## TO DO
Extract, unchanged, each line of the listing below from its first line through the line that contains "a written product.", inclusive, and nothing else.

## DATA EXTRACTS

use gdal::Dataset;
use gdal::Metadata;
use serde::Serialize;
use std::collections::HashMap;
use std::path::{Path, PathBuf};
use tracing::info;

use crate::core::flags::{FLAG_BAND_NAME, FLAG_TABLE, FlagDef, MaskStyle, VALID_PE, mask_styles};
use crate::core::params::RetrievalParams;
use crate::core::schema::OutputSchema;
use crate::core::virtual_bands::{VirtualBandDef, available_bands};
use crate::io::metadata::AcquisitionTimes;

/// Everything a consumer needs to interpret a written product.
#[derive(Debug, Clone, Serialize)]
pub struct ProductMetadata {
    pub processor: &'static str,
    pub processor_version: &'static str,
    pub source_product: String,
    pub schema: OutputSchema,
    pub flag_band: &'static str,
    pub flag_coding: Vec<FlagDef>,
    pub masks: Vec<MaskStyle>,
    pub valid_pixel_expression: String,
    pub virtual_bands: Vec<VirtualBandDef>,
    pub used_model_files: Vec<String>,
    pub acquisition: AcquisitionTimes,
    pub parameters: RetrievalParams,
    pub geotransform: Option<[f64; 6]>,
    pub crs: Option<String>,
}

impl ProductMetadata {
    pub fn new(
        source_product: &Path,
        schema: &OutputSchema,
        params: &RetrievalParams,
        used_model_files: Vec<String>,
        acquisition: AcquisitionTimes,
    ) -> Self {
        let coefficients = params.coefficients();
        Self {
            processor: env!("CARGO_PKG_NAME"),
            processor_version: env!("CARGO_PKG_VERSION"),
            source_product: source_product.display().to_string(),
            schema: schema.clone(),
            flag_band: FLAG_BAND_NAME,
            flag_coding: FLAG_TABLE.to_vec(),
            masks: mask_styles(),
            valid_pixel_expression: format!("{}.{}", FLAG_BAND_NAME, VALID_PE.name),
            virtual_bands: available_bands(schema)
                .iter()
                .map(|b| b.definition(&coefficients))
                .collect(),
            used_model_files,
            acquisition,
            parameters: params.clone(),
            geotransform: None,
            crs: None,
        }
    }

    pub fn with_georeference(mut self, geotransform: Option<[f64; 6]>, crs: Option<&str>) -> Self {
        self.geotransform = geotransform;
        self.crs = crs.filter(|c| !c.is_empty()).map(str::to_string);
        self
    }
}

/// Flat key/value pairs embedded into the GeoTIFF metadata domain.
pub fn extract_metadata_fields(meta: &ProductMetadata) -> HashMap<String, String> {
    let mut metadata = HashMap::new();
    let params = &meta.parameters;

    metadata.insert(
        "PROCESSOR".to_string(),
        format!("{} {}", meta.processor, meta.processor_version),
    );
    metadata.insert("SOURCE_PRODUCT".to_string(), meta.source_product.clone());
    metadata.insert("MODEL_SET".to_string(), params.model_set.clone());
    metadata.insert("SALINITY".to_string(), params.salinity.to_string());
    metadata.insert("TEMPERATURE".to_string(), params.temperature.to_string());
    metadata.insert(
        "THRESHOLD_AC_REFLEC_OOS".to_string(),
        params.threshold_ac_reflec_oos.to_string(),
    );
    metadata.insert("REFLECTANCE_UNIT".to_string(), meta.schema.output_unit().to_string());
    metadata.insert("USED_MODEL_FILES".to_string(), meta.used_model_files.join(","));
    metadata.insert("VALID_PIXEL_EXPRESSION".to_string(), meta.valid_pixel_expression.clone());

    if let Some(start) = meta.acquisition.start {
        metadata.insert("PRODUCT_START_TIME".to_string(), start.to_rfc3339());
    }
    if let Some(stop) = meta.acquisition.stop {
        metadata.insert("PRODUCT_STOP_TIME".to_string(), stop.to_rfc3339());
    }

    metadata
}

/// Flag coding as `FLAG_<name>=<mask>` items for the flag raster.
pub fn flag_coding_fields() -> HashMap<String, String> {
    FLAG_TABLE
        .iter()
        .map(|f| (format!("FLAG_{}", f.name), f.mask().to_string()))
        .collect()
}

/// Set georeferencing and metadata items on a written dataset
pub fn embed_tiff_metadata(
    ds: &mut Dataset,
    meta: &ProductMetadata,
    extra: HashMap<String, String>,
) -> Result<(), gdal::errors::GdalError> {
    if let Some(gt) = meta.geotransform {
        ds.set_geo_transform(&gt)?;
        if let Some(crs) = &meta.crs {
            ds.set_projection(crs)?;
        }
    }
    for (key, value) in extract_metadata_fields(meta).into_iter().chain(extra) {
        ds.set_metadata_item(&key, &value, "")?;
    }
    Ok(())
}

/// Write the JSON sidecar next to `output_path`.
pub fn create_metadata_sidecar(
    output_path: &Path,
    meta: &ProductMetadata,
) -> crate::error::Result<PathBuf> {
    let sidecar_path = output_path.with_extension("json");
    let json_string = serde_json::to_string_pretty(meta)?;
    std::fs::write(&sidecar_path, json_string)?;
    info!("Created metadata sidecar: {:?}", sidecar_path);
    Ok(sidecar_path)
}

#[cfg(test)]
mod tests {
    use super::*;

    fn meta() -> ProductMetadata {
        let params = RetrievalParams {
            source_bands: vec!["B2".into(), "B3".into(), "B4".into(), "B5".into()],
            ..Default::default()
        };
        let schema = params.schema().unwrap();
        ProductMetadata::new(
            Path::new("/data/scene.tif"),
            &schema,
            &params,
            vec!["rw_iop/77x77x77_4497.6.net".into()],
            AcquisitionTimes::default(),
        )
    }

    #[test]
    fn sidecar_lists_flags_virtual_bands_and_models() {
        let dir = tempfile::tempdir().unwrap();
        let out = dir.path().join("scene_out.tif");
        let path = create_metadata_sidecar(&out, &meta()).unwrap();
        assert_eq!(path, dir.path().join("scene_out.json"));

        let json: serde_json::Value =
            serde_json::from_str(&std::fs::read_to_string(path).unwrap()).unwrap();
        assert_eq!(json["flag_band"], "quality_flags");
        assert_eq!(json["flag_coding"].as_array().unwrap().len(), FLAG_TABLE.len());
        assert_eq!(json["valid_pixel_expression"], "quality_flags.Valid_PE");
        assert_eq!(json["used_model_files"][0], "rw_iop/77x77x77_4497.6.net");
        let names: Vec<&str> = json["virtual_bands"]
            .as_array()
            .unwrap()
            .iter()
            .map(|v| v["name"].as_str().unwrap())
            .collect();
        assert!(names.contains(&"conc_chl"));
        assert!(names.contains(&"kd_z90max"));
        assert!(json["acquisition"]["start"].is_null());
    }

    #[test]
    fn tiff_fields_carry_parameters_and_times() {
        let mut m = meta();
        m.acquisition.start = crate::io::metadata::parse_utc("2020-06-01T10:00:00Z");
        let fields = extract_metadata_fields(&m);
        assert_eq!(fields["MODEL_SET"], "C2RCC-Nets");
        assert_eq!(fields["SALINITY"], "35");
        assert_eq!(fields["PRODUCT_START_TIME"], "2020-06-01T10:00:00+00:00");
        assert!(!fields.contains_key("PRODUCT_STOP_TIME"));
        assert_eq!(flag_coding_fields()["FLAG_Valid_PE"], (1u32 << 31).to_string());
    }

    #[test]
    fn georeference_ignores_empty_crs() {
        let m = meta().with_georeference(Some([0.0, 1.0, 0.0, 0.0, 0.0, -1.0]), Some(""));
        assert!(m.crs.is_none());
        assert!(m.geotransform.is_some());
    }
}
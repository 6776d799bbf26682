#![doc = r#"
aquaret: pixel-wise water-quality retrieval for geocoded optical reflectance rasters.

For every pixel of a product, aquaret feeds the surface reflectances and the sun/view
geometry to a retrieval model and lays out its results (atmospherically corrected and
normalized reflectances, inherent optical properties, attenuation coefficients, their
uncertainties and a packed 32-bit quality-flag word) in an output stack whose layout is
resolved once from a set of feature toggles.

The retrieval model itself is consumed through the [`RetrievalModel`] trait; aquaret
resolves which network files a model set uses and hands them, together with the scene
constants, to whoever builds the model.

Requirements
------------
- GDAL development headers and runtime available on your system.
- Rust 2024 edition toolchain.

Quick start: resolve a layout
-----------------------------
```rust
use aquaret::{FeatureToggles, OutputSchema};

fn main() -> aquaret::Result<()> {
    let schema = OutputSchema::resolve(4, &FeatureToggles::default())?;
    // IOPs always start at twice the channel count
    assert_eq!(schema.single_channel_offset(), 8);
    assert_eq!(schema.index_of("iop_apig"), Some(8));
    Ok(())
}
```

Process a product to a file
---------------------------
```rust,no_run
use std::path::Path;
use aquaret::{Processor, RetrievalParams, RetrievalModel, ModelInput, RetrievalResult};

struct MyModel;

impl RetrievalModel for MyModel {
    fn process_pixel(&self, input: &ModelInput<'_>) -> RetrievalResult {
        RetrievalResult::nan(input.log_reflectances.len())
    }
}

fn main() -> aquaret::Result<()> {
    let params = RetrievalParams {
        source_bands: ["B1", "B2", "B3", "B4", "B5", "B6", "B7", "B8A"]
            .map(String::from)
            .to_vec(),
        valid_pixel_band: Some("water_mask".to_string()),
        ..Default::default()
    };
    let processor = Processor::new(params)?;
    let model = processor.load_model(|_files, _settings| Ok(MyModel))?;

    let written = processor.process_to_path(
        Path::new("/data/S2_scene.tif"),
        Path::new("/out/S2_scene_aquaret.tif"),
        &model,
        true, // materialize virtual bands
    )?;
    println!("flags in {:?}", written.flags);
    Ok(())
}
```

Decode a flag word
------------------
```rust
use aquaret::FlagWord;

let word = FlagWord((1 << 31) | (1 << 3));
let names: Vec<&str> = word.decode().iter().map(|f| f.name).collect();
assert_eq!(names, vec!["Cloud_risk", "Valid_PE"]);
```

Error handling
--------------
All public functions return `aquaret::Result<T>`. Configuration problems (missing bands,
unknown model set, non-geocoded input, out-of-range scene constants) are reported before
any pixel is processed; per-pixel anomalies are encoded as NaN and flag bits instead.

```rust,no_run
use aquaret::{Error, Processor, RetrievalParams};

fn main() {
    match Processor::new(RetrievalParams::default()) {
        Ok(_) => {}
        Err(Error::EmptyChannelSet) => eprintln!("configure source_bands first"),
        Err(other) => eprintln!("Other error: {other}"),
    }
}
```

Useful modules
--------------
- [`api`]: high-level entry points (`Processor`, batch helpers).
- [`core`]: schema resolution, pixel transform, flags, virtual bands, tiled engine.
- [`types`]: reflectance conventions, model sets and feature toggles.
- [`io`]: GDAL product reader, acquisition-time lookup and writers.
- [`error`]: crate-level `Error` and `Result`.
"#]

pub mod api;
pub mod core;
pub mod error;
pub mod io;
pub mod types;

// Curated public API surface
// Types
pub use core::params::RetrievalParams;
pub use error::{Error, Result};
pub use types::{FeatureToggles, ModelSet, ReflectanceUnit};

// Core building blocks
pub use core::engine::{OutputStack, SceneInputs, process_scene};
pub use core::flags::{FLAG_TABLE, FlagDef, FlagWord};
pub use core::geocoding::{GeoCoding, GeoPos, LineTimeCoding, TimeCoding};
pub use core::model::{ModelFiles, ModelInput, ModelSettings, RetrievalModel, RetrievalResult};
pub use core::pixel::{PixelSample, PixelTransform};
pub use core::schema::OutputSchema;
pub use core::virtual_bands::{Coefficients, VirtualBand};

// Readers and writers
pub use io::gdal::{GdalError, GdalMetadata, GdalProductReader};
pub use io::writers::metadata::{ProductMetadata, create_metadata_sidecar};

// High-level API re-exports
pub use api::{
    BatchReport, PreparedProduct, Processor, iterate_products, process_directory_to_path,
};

## PROBLEM SOLUTION
use gdal::Dataset;
use gdal::Metadata;
use serde::Serialize;
use std::collections::HashMap;
use std::path::{Path, PathBuf};
use tracing::info;

use crate::core::flags::{FLAG_BAND_NAME, FLAG_TABLE, FlagDef, MaskStyle, VALID_PE, mask_styles};
use crate::core::params::RetrievalParams;
use crate::core::schema::OutputSchema;
use crate::core::virtual_bands::{VirtualBandDef, available_bands};
use crate::io::metadata::AcquisitionTimes;

/// Everything a consumer needs to interpret a written product.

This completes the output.